▶ [Stored data]

____________________

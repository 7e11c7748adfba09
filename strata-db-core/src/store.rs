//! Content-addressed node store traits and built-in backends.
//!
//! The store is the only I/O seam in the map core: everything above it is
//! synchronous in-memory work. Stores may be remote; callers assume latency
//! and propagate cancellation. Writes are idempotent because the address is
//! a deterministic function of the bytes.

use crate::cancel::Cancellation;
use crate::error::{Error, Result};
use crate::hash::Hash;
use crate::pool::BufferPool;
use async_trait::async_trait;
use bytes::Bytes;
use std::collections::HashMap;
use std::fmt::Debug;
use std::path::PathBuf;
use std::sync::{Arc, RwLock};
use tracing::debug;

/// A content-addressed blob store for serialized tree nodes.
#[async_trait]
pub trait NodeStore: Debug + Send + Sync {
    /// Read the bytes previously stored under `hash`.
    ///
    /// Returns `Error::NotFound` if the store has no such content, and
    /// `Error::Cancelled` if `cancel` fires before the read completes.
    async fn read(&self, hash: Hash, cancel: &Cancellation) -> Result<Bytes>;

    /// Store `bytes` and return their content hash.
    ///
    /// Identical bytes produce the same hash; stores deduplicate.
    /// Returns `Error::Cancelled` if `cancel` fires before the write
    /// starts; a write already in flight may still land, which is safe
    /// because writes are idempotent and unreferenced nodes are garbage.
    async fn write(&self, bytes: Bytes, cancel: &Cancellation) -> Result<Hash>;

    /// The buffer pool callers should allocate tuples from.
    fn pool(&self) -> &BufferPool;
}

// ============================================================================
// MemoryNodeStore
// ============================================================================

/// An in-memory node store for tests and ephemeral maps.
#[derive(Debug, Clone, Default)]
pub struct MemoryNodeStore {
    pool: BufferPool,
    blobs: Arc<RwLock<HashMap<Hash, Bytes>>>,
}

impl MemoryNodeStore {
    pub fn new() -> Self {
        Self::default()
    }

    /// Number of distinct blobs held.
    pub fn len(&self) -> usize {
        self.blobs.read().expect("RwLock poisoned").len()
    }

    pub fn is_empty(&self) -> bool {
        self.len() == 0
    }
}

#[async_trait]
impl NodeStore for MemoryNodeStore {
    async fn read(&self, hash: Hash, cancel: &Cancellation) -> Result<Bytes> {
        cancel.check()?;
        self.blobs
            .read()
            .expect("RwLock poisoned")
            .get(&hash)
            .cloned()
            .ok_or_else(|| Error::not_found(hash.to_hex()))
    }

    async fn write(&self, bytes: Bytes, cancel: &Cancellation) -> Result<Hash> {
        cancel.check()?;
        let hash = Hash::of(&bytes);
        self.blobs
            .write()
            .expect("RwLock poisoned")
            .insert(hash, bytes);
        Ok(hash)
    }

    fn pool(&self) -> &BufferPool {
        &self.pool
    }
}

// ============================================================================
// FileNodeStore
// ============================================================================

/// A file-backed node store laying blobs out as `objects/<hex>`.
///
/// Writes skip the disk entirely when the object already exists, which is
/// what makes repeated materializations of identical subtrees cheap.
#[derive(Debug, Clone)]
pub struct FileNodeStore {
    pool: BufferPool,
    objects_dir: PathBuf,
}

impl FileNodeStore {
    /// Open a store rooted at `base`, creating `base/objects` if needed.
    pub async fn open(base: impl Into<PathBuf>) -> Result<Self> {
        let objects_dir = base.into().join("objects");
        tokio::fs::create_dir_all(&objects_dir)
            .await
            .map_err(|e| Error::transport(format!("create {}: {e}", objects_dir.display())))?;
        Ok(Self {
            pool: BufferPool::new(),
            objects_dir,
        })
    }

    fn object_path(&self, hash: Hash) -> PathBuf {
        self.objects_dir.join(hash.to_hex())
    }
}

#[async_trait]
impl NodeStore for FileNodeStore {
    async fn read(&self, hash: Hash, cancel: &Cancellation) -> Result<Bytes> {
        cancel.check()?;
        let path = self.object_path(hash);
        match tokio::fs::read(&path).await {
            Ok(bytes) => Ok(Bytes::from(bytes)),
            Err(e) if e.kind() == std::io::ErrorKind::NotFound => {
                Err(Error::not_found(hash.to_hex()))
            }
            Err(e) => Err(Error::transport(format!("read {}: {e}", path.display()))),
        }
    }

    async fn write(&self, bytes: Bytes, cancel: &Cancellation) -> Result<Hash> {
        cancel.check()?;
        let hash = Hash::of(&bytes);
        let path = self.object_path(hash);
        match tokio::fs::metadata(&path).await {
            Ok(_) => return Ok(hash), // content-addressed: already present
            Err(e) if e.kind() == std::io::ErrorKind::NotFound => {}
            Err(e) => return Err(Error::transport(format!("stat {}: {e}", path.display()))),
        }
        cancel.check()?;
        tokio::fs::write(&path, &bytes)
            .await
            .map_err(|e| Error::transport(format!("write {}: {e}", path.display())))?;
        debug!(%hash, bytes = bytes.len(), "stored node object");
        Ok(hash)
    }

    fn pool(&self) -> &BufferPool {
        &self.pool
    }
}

____________________

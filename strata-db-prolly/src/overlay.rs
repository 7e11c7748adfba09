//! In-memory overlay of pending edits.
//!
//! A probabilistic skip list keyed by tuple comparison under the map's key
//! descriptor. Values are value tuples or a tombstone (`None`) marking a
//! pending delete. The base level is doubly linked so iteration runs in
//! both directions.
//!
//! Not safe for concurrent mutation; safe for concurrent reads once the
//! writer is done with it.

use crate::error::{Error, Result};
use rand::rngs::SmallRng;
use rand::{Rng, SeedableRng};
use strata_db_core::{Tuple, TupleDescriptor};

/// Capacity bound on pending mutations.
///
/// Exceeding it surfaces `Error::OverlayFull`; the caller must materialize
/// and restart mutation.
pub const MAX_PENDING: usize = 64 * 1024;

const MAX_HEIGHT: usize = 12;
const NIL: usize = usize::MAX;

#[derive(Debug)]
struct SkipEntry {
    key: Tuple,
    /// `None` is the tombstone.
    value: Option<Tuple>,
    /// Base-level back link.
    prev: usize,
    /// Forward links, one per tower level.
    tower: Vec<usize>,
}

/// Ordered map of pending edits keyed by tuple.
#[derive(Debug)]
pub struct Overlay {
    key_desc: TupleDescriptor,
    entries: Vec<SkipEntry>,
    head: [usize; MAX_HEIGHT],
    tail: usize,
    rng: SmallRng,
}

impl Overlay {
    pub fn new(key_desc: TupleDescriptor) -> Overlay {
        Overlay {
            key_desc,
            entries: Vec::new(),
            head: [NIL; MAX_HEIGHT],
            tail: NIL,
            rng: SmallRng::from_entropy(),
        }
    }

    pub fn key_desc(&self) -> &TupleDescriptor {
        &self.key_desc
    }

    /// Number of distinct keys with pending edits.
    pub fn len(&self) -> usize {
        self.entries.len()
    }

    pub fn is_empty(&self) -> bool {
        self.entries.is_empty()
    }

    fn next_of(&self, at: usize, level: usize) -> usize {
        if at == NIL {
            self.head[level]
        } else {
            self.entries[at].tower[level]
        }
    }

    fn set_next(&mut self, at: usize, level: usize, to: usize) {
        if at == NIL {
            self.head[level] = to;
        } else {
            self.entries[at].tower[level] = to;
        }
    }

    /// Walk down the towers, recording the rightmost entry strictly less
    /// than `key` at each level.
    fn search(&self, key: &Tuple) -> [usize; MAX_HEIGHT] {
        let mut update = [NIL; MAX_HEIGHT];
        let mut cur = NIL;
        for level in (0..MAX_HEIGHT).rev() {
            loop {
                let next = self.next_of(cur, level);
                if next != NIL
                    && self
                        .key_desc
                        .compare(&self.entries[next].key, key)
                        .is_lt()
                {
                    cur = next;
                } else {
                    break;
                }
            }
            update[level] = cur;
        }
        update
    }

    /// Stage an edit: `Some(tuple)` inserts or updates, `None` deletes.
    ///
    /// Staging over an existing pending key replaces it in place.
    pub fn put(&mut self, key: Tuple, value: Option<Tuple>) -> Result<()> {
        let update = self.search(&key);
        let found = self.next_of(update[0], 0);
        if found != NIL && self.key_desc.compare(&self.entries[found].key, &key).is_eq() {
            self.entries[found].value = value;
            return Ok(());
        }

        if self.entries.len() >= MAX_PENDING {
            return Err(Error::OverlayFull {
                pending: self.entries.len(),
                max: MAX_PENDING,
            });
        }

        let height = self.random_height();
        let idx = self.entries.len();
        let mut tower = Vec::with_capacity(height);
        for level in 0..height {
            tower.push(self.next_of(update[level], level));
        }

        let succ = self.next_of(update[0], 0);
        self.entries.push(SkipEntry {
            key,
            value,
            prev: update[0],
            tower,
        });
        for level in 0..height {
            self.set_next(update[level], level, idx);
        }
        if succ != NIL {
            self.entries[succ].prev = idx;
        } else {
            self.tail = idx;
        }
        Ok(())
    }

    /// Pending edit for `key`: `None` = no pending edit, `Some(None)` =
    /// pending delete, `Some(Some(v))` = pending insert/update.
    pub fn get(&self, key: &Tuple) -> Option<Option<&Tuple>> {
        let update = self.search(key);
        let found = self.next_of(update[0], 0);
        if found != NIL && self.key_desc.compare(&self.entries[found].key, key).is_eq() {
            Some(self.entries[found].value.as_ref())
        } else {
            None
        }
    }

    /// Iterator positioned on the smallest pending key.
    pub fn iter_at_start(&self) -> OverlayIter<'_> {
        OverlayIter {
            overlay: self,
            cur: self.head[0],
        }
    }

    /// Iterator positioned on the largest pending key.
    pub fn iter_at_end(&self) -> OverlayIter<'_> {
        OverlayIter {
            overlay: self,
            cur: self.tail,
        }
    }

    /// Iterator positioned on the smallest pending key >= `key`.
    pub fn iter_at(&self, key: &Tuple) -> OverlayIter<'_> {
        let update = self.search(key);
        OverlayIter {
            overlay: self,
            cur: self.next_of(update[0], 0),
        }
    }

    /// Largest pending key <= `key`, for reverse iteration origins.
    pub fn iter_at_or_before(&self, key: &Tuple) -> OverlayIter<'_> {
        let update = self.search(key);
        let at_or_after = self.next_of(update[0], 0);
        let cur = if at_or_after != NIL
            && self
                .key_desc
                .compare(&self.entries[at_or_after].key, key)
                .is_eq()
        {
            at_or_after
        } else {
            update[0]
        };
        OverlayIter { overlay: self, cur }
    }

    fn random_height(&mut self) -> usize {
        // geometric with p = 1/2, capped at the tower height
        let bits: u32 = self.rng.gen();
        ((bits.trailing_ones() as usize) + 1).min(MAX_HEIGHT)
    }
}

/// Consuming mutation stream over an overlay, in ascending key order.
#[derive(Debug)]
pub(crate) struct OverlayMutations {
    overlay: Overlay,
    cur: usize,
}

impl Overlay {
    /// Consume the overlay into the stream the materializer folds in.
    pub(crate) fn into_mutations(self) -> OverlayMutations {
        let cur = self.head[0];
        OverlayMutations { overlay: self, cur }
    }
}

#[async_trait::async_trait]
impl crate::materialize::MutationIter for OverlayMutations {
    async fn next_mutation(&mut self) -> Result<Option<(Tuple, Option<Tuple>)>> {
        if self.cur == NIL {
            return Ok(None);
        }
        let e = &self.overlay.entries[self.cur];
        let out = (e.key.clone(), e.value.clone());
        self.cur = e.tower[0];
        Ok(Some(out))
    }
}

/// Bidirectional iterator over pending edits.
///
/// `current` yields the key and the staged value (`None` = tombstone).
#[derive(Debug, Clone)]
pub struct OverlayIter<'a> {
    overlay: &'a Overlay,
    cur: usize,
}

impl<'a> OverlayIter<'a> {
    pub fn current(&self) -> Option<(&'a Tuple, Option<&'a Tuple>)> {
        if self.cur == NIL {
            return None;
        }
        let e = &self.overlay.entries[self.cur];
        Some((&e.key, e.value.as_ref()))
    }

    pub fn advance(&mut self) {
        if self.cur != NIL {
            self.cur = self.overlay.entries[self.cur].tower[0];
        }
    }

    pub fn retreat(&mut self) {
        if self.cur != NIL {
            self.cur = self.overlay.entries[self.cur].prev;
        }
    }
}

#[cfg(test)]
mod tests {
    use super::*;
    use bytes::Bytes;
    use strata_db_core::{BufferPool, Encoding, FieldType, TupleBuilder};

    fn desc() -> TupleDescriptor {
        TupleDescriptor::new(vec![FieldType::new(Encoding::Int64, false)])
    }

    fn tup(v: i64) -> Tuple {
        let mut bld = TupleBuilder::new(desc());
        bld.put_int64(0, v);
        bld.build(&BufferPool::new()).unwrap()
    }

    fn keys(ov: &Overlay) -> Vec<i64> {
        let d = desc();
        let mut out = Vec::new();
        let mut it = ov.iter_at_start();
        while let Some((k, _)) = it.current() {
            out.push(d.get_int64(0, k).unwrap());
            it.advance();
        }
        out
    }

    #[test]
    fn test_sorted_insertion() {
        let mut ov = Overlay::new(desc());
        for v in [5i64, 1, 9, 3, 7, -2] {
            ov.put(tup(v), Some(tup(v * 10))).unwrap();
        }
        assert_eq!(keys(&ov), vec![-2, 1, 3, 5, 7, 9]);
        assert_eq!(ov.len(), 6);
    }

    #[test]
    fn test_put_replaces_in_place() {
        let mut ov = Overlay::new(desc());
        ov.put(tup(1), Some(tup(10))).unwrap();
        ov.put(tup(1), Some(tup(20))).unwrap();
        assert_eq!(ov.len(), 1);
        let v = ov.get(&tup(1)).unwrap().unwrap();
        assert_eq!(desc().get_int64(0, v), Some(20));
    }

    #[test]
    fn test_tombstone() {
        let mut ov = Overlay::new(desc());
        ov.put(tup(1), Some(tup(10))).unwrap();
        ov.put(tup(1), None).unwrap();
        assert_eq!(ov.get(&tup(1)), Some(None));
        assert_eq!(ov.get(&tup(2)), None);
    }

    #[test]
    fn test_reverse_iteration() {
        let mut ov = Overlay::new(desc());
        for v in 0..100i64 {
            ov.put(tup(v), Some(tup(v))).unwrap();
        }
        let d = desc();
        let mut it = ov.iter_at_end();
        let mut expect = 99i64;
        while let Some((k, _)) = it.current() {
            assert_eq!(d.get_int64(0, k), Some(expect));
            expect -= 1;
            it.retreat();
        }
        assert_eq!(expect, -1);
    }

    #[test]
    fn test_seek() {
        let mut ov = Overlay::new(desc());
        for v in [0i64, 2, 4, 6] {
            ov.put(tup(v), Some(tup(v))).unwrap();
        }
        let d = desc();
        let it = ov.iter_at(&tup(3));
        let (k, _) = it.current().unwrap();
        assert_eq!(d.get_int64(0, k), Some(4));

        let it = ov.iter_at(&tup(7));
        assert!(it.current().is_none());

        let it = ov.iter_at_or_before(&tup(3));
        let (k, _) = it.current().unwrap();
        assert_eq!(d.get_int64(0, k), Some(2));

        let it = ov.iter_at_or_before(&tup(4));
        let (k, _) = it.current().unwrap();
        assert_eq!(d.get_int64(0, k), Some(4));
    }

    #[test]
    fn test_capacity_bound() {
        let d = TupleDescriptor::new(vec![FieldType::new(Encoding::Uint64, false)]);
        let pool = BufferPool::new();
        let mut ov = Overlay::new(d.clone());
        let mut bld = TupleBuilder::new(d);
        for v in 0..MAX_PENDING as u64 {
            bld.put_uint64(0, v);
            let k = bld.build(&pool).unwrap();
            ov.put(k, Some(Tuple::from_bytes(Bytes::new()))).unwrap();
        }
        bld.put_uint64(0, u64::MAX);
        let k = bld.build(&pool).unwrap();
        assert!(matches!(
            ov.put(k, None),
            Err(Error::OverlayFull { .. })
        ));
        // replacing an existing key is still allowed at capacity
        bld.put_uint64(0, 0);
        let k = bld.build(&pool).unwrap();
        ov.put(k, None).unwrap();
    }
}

____________________

▶ [To do]
What lines above hold the word "ErrorKind"? Pull each one out.

▶ [Your solution]
            Err(e) if e.kind() == std::io::ErrorKind::NotFound => {
            Err(e) if e.kind() == std::io::ErrorKind::NotFound => {}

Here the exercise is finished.